Power disconnections have almost halved since reforms to protect consumers were introduced on 1 January this year, according to a report by the state’s energy regulator.
The Essential Services Commission’s quarterly market report shows disconnections between January and March this year were 45 per cent lower than at the same time last year.
This translates to six thousand fewer households and small businesses being disconnected in the January to March quarter in 2019 compared to the same period in 2018.
The commission’s director of energy Sarah McDowell says the fall coincides with the introduction of a new rules designed to ensure customers are offered help before they fall into a debt-disconnection cycle.
“The new payment difficulty framework came into effect on January 1 but a fall in disconnections started showing through in November last year.
“We’re cautiously optimistic this means energy retailers are taking their responsibilities to help customers who are having trouble paying their bills more seriously,” she said.
Ms McDowell says the commission will be closely monitoring compliance with the new rules.
The latest report also shows electricity and gas prices have been relatively stable compared to previous years.

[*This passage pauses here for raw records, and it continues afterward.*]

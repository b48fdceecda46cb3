use std::collections::BTreeMap;

use serde::{Deserialize, Serialize};

#[derive(Debug, Clone, Deserialize)]
pub struct GenerateRequest {
    pub template_name: String,
    #[serde(default)]
    pub placeholder_values: BTreeMap<String, String>,
    pub output_filename: String,
}

#[derive(Debug, Clone, Serialize)]
pub struct GenerationResult {
    pub message: String,
    pub path: String,
}
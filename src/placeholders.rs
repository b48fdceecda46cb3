use std::collections::BTreeMap;

use serde::{Serialize, Serializer};

/// Tokens recognized in templates, paired with a human-readable label.
pub const PLACEHOLDERS: &[(&str, &str)] = &[
    ("Place_Holder_Name", "Name"),
    ("Place_Holder_contact", "Contact Number"),
    ("Place_Holder_Mail", "Email"),
    ("Place_Holder_linkedin", "LinkedIn Profile"),
    ("Place_Holder_github", "GitHub Profile"),
];

/// Serializes [`PLACEHOLDERS`] as a JSON object in declaration order.
#[derive(Debug, Clone, Copy, Default)]
pub struct PlaceholderTable;

impl Serialize for PlaceholderTable {
    fn serialize<S: Serializer>(&self, serializer: S) -> Result<S::Ok, S::Error> {
        serializer.collect_map(PLACEHOLDERS.iter().copied())
    }
}

pub fn label(token: &str) -> Option<&'static str> {
    PLACEHOLDERS
        .iter()
        .find(|(known, _)| *known == token)
        .map(|(_, label)| *label)
}

pub fn is_placeholder(token: &str) -> bool {
    label(token).is_some()
}

/// Replaces every literal occurrence of each supplied recognized token.
///
/// Supplied tokens outside [`PLACEHOLDERS`] are skipped, so their text stays
/// in the output as-is.
pub fn substitute(text: &str, values: &BTreeMap<String, String>) -> String {
    let mut out = text.to_string();
    for (token, value) in values {
        if !is_placeholder(token) {
            tracing::debug!(%token, "ignoring unrecognized placeholder");
            continue;
        }
        out = out.replace(token.as_str(), value);
    }
    out
}

#[cfg(test)]
mod tests {
    use super::*;

    fn values(pairs: &[(&str, &str)]) -> BTreeMap<String, String> {
        pairs
            .iter()
            .map(|(k, v)| (k.to_string(), v.to_string()))
            .collect()
    }

    #[test]
    fn mapping_has_five_fixed_entries() {
        assert_eq!(PLACEHOLDERS.len(), 5);
        assert_eq!(label("Place_Holder_Mail"), Some("Email"));
        assert_eq!(label("Place_Holder_contact"), Some("Contact Number"));
        assert_eq!(label("place_holder_mail"), None);
    }

    #[test]
    fn table_serializes_in_declaration_order() {
        let json = serde_json::to_string(&PlaceholderTable).unwrap();
        assert_eq!(
            json,
            concat!(
                r#"{"Place_Holder_Name":"Name","#,
                r#""Place_Holder_contact":"Contact Number","#,
                r#""Place_Holder_Mail":"Email","#,
                r#""Place_Holder_linkedin":"LinkedIn Profile","#,
                r#""Place_Holder_github":"GitHub Profile"}"#,
            )
        );
    }

    #[test]
    fn replaces_every_occurrence() {
        let text = "Place_Holder_Name -- Place_Holder_Name <Place_Holder_Mail>";
        let out = substitute(
            text,
            &values(&[
                ("Place_Holder_Name", "Ada Lovelace"),
                ("Place_Holder_Mail", "ada@example.com"),
            ]),
        );
        assert_eq!(out, "Ada Lovelace -- Ada Lovelace <ada@example.com>");
    }

    #[test]
    fn unrecognized_tokens_are_left_untouched() {
        let text = "Hello Custom_Token, Place_Holder_github";
        let out = substitute(
            text,
            &values(&[
                ("Custom_Token", "should not appear"),
                ("Place_Holder_github", "github.com/ada"),
            ]),
        );
        assert_eq!(out, "Hello Custom_Token, github.com/ada");
    }

    #[test]
    fn unfilled_placeholders_remain() {
        let out = substitute("Place_Holder_linkedin", &BTreeMap::new());
        assert_eq!(out, "Place_Holder_linkedin");
    }
}
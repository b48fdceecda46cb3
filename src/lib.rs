pub mod calculator;
pub mod compiler;
pub mod config;
pub mod document;
pub mod error;
pub mod extract;
pub mod placeholders;
pub mod server;
pub mod telemetry;
pub mod templates;

pub use calculator::{Operation, calculate};
pub use compiler::{CompileError, DocumentCompiler, PdfLatex};
pub use config::{CalculatorConfig, TemplateServiceConfig};
pub use document::{GenerateRequest, GenerationResult, PdfGenerator};
pub use error::ServiceError;
pub use server::{TemplateState, build_calculator_router, build_template_router};
pub use templates::TemplateStore;
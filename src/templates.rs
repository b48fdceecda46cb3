use std::{
    collections::BTreeMap,
    path::{Component, Path, PathBuf},
};

use tokio::fs;

use crate::error::ServiceError;

/// Directory of plain-text templates with a fixed file extension.
#[derive(Debug, Clone)]
pub struct TemplateStore {
    dir: PathBuf,
    extension: String,
}

impl TemplateStore {
    pub fn new(dir: impl Into<PathBuf>, extension: impl Into<String>) -> Self {
        Self {
            dir: dir.into(),
            extension: extension.into(),
        }
    }

    /// Lists matching templates numbered from 1, sorted by file name.
    ///
    /// Entries are judged through `fs::metadata`, which follows symlinks, so
    /// the listing agrees with [`TemplateStore::resolve`].
    pub async fn list(&self) -> Result<BTreeMap<usize, String>, ServiceError> {
        let is_dir = fs::metadata(&self.dir)
            .await
            .map(|meta| meta.is_dir())
            .unwrap_or(false);
        if !is_dir {
            return Err(ServiceError::NotFound("Template folder not found".into()));
        }

        let suffix = format!(".{}", self.extension);
        let mut names = Vec::new();
        let mut entries = fs::read_dir(&self.dir).await?;
        while let Some(entry) = entries.next_entry().await? {
            let Some(name) = entry.file_name().to_str().map(str::to_string) else {
                continue;
            };
            if !name.ends_with(&suffix) {
                continue;
            }
            // dangling links have no metadata and are skipped
            let is_file = fs::metadata(entry.path())
                .await
                .map(|meta| meta.is_file())
                .unwrap_or(false);
            if is_file {
                names.push(name);
            }
        }

        if names.is_empty() {
            return Err(ServiceError::NotFound("No templates found".into()));
        }
        names.sort();

        Ok(names
            .into_iter()
            .enumerate()
            .map(|(idx, name)| (idx + 1, name))
            .collect())
    }

    /// Resolves a template name to an existing file inside the store.
    pub fn resolve(&self, name: &str) -> Result<PathBuf, ServiceError> {
        let not_found = || ServiceError::NotFound("Template not found".into());

        if !is_plain_file_name(name) {
            return Err(not_found());
        }
        let path = self.dir.join(name);
        if !path.is_file() {
            return Err(not_found());
        }
        Ok(path)
    }
}

/// True when `name` is a single normal path component.
pub(crate) fn is_plain_file_name(name: &str) -> bool {
    let mut components = Path::new(name).components();
    matches!(
        (components.next(), components.next()),
        (Some(Component::Normal(_)), None)
    ) && !name.contains(['/', '\\'])
}

#[cfg(test)]
mod tests {
    use std::fs;

    use super::*;

    #[tokio::test]
    async fn missing_directory_is_not_found() {
        let tmp = tempfile::tempdir().unwrap();
        let store = TemplateStore::new(tmp.path().join("absent"), "txt");
        let err = store.list().await.unwrap_err();
        assert!(matches!(err, ServiceError::NotFound(ref msg) if msg == "Template folder not found"));
    }

    #[tokio::test]
    async fn empty_directory_is_not_found() {
        let tmp = tempfile::tempdir().unwrap();
        fs::write(tmp.path().join("notes.md"), "not a template").unwrap();
        let store = TemplateStore::new(tmp.path(), "txt");
        let err = store.list().await.unwrap_err();
        assert!(matches!(err, ServiceError::NotFound(ref msg) if msg == "No templates found"));
    }

    #[tokio::test]
    async fn lists_matching_files_from_one() {
        let tmp = tempfile::tempdir().unwrap();
        fs::write(tmp.path().join("resume.txt"), "").unwrap();
        fs::write(tmp.path().join("cover.txt"), "").unwrap();
        fs::write(tmp.path().join("readme.md"), "").unwrap();
        fs::create_dir(tmp.path().join("nested.txt")).unwrap();

        let listed = TemplateStore::new(tmp.path(), "txt").list().await.unwrap();
        assert_eq!(listed.len(), 2);
        assert_eq!(listed[&1], "cover.txt");
        assert_eq!(listed[&2], "resume.txt");
    }

    #[cfg(unix)]
    #[tokio::test]
    async fn symlinked_templates_are_listed_and_resolvable() {
        let tmp = tempfile::tempdir().unwrap();
        let real = tmp.path().join("real");
        let tpl = tmp.path().join("tpl");
        fs::create_dir(&real).unwrap();
        fs::create_dir(&tpl).unwrap();
        fs::write(real.join("resume.txt"), "Place_Holder_Name").unwrap();
        std::os::unix::fs::symlink(real.join("resume.txt"), tpl.join("resume.txt")).unwrap();
        std::os::unix::fs::symlink(real.join("gone.txt"), tpl.join("dangling.txt")).unwrap();

        let store = TemplateStore::new(&tpl, "txt");
        let listed = store.list().await.unwrap();
        assert_eq!(listed.len(), 1);
        assert_eq!(listed[&1], "resume.txt");
        assert!(store.resolve("resume.txt").is_ok());
        assert!(matches!(store.resolve("dangling.txt"), Err(ServiceError::NotFound(_))));
    }

    #[test]
    fn resolve_rejects_escapes_and_missing_files() {
        let tmp = tempfile::tempdir().unwrap();
        fs::write(tmp.path().join("resume.txt"), "").unwrap();
        let store = TemplateStore::new(tmp.path(), "txt");

        assert_eq!(store.resolve("resume.txt").unwrap(), tmp.path().join("resume.txt"));
        for name in ["missing.txt", "../resume.txt", "sub/resume.txt", "", ".", ".."] {
            assert!(
                matches!(store.resolve(name), Err(ServiceError::NotFound(_))),
                "{name:?} should not resolve"
            );
        }
    }
}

Since June 2018, unconditional electricity market offers (no discounts) have risen 7 per cent, discounted offers have increased by 2 per cent and gas prices have increased by 1-2 per cent. By contrast, standard contracts and gas prices increased 16 per cent in 2017–18.
The energy market report also shows:
discounting remains common practice among retailers
five new energy generation licenses were issued between March and May this year including two wind farms at Moorabool and a solar farm at Yatpool.
This report is a guide on how the electricity and gas markets are performing. It aims to help customers piece together how the energy retail market works, and what they need to do to get the best out of it.